法定相続分と遺留分
被相続人が亡くなると同時に相続が発生します。そこで、被相続人の財産を相続人が相続することになるのですが、民法で相続人と相続割合が定められています。また、遺留分というものも定められています。
ここでは、法定相続分と遺留分について説明します。
法定相続分
民法では、誰が相続人になるか(法定相続人)、そしてどのくらい相続分(相続割合)があるかが定められています。この相続割合は、あくまで目安ですので、絶対にこの通りに遺産分割しなければならない、ということではありません。
遺言書がない場合は、法定相続分を基に、相続人全員で遺産分割協議を行うことになります。
法定相続分は、相続人の組み合わせによって変わります。
相続人 | 法定相続分 |
---|---|
配偶者のみ | 全額 |
子(孫)のみ | 全額 |
被相続人の父母のみ | 全額 |
被相続人の兄弟姉妹(甥姪)のみ | 全額 |
配偶者 子(孫) | 2分の1 2分の1 |
配偶者 被相続人の父母 | 3分の2 3分の1 |
配偶者 被相続人の兄弟姉妹(甥姪) | 4分の3 4分の1 |
子が複数人いるなど、同順位の人が複数人いる場合は、その人数で頭割りした分が相続分になります。
例えば、相続財産が6,000万円で相続人が配偶者と子ども3人の場合は、下記のようになります。
・配偶者の相続分=6,000万円× 1/2(法定相続分) =3,000万円
・子の相続分(1人あたり)=6,000万円× 1/2(法定相続分) × 1/3(同順位者の人数) =1,000万円
また、相続放棄をした相続人は、相続人ではなかったこととみなされます。
例えば、相続財産が6,000万円で相続人が配偶者と子ども3人、配偶者が相続放棄をした場合は、下記のようになります。
・子の相続分(1人あたり)=6,000万円× 1/1(法定相続分) × 1/3(同順位者の人数) =2,000万円
遺留分
遺留分とは、遺族の生活を保障するための最低限の相続財産の確保分であり、配偶者と第1順位者(子ども)、第2順位者(被相続人の父母)に認められています。
なお、第3順位者(被相続人の兄弟姉妹)には遺留分は認められていません。
例えば、相続人が配偶者のみのケースで、被相続人が遺言書で「全財産を友人のAさんに遺贈する」と記載していた場合、配偶者は今後の生活がままならなくなる可能性があります。
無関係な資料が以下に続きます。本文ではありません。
use chrono::{DateTime, Utc};
use serde::Serialize;
use uuid::Uuid;

use nhadat_domain::listing::{ListingSortField, ListingStatus, TransactionType};
use nhadat_domain::pagination::Sort;

/// Minimum quality score a draft needs before it can be submitted for review.
pub const PUBLISH_MIN_SCORE: f64 = 4.0;

/// Price unit stored when the owner does not give one.
pub const DEFAULT_PRICE_UNIT: &str = "total";

/// A property offered for sale or rent.
#[derive(Debug, Clone, PartialEq)]
pub struct Listing {
    pub id: Uuid,
    pub code: String,
    pub user_id: Uuid,
    pub transaction_type: TransactionType,
    pub property_type_id: Option<Uuid>,
    pub title: String,
    pub description: Option<String>,
    pub highlights: Vec<String>,
    pub admin_unit_code: String,
    pub address: String,
    pub street: Option<String>,
    pub latitude: Option<f64>,
    pub longitude: Option<f64>,
    pub area_land: Option<f64>,
    pub area_floor: Option<f64>,
    pub frontage: Option<f64>,
    pub floors: Option<i32>,
    pub bedrooms: Option<i32>,
    pub bathrooms: Option<i32>,
    pub direction: Option<String>,
    pub price: i64,
    pub price_unit: String,
    pub price_negotiable: bool,
    pub legal_status: Option<String>,
    pub ownership_type: Option<String>,
    pub is_mortgaged: bool,
    pub amenities: Vec<String>,
    pub furniture: Option<String>,
    pub status: ListingStatus,
    pub is_featured: bool,
    pub featured_until: Option<DateTime<Utc>>,
    pub slug: String,
    pub views: i32,
    pub saves: i32,
    pub contacts: i32,
    pub quality_score: f64,
    pub expires_at: Option<DateTime<Utc>>,
    pub published_at: Option<DateTime<Utc>>,
    pub created_at: DateTime<Utc>,
    pub updated_at: DateTime<Utc>,
}

impl Listing {
    pub fn is_owned_by(&self, user_id: Uuid) -> bool {
        self.user_id == user_id
    }
}

/// Owner-supplied fields of a new listing.
#[derive(Debug, Clone, Default)]
pub struct NewListing {
    pub transaction_type: TransactionType,
    pub property_type_id: Option<Uuid>,
    pub title: String,
    pub description: Option<String>,
    pub highlights: Vec<String>,
    pub admin_unit_code: String,
    pub address: String,
    pub street: Option<String>,
    pub latitude: Option<f64>,
    pub longitude: Option<f64>,
    pub area_land: Option<f64>,
    pub area_floor: Option<f64>,
    pub frontage: Option<f64>,
    pub floors: Option<i32>,
    pub bedrooms: Option<i32>,
    pub bathrooms: Option<i32>,
    pub direction: Option<String>,
    pub price: i64,
    pub price_unit: Option<String>,
    pub price_negotiable: bool,
    pub legal_status: Option<String>,
    pub ownership_type: Option<String>,
    pub is_mortgaged: bool,
    pub amenities: Vec<String>,
    pub furniture: Option<String>,
}

/// Partial update. `None` leaves the stored value untouched.
#[derive(Debug, Clone, Default)]
pub struct ListingPatch {
    pub transaction_type: Option<TransactionType>,
    pub property_type_id: Option<Uuid>,
    pub title: Option<String>,
    pub description: Option<String>,
    pub highlights: Option<Vec<String>>,
    pub admin_unit_code: Option<String>,
    pub address: Option<String>,
    pub street: Option<String>,
    pub latitude: Option<f64>,
    pub longitude: Option<f64>,
    pub area_land: Option<f64>,
    pub area_floor: Option<f64>,
    pub frontage: Option<f64>,
    pub floors: Option<i32>,
    pub bedrooms: Option<i32>,
    pub bathrooms: Option<i32>,
    pub direction: Option<String>,
    pub price: Option<i64>,
    pub price_unit: Option<String>,
    pub price_negotiable: Option<bool>,
    pub legal_status: Option<String>,
    pub ownership_type: Option<String>,
    pub is_mortgaged: Option<bool>,
    pub amenities: Option<Vec<String>>,
    pub furniture: Option<String>,
}

impl ListingPatch {
    /// Copy every supplied field onto `listing`. The slug and score are left to the caller.
    pub fn apply_to(self, listing: &mut Listing) {
        if let Some(v) = self.transaction_type {
            listing.transaction_type = v;
        }
        if let Some(v) = self.title {
            listing.title = v;
        }
        if let Some(v) = self.highlights {
            listing.highlights = v;
        }
        if let Some(v) = self.admin_unit_code {
            listing.admin_unit_code = v;
        }
        if let Some(v) = self.address {
            listing.address = v;
        }
        if let Some(v) = self.price {
            listing.price = v;
        }
        if let Some(v) = self.price_unit {
            listing.price_unit = v;
        }
        if let Some(v) = self.price_negotiable {
            listing.price_negotiable = v;
        }
        if let Some(v) = self.is_mortgaged {
            listing.is_mortgaged = v;
        }
        if let Some(v) = self.amenities {
            listing.amenities = v;
        }
        if self.property_type_id.is_some() {
            listing.property_type_id = self.property_type_id;
        }
        if self.description.is_some() {
            listing.description = self.description;
        }
        if self.street.is_some() {
            listing.street = self.street;
        }
        if self.latitude.is_some() {
            listing.latitude = self.latitude;
        }
        if self.longitude.is_some() {
            listing.longitude = self.longitude;
        }
        if self.area_land.is_some() {
            listing.area_land = self.area_land;
        }
        if self.area_floor.is_some() {
            listing.area_floor = self.area_floor;
        }
        if self.frontage.is_some() {
            listing.frontage = self.frontage;
        }
        if self.floors.is_some() {
            listing.floors = self.floors;
        }
        if self.bedrooms.is_some() {
            listing.bedrooms = self.bedrooms;
        }
        if self.bathrooms.is_some() {
            listing.bathrooms = self.bathrooms;
        }
        if self.direction.is_some() {
            listing.direction = self.direction;
        }
        if self.legal_status.is_some() {
            listing.legal_status = self.legal_status;
        }
        if self.ownership_type.is_some() {
            listing.ownership_type = self.ownership_type;
        }
        if self.furniture.is_some() {
            listing.furniture = self.furniture;
        }
    }
}

/// Engagement counters bumped by other users.
#[derive(Debug, Clone, Copy, PartialEq, Eq)]
pub enum Counter {
    Views,
    Saves,
    Contacts,
}

/// Search criteria for `GET /listings`. Every set field narrows the result.
#[derive(Debug, Clone, Default)]
pub struct ListingFilter {
    pub transaction_type: Option<TransactionType>,
    pub property_type_id: Option<Uuid>,
    pub admin_unit_code: Option<String>,
    pub min_price: Option<i64>,
    pub max_price: Option<i64>,
    /// Matches when either land or floor area is at least this.
    pub min_area: Option<f64>,
    /// Matches when either land or floor area is at most this.
    pub max_area: Option<f64>,
    pub bedrooms: Option<i32>,
    pub bathrooms: Option<i32>,
    pub direction: Option<String>,
    pub status: Option<ListingStatus>,
    pub is_featured: Option<bool>,
    /// Case-insensitive substring of title, description or address.
    pub search: Option<String>,
    pub sort_by: ListingSortField,
    pub sort_order: Sort,
}

/// Coarse bucket for a quality score.
#[derive(Debug, Clone, Copy, PartialEq, Eq, Serialize)]
#[serde(rename_all = "lowercase")]
pub enum QualityCategory {
    Low,
    Medium,
    High,
    Excellent,
}

#[derive(Debug, Clone, PartialEq, Serialize)]
pub struct QualityInfo {
    pub score: f64,
    pub category: QualityCategory,
    pub suggestions: Vec<String>,
}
そこで、配偶者はAさんに、相続財産の2分の1の金額で遺留分侵害額請求権を行使することになります。
遺留分を侵害した遺言書も有効ですが、第3順位者以外には遺留分がありますので、遺留分侵害額請求を他の相続人や受贈者に行う可能性があります。よって、遺言書を作成するときには遺留分も気にする必要があります。
遺留分の割合も、相続人の組み合わせによって変わります。
相続人 | 遺留分 |
---|---|
配偶者のみ | 2分の1 |
子(孫)のみ | 2分の1 |
被相続人の父母のみ | 3分の1 |
被相続人の兄弟姉妹(甥姪)のみ | 遺留分なし |
配偶者 子(孫) | 4分の1 4分の1 |
配偶者 被相続人の父母 | 6分の2 6分の1 |
配偶者 被相続人の兄弟姉妹(甥姪) | 2分の1 遺留分なし |
まとめ
相続人 | 法定相続分 | 遺留分 |
---|---|---|
配偶者のみ | 全額 | 2分の1 |
子(孫)のみ | 全額 | 2分の1 |
被相続人の父母のみ | 全額 | 3分の1 |
被相続人の兄弟姉妹(甥姪)のみ | 全額 | 遺留分なし |
配偶者 子(孫) | 2分の1 2分の1 | 4分の1 4分の1 |
配偶者 被相続人の父母 | 3分の2 3分の1 | 6分の2 6分の1 |
配偶者 被相続人の兄弟姉妹(甥姪) | 4分の3 4分の1 | 2分の1 遺留分なし |
・民法で定められている法定相続割合は、あくまで目安ですので、絶対にこの割合で遺産分割しなければならないわけではありません。
・第3順位者(被相続人の兄弟姉妹)には遺留分は認められていません。
・遺留分を無視した遺言書も有効ですが、遺留分を持つ相続人は、遺留分減殺請求権を他の相続人や受贈者に行使することが出来ます。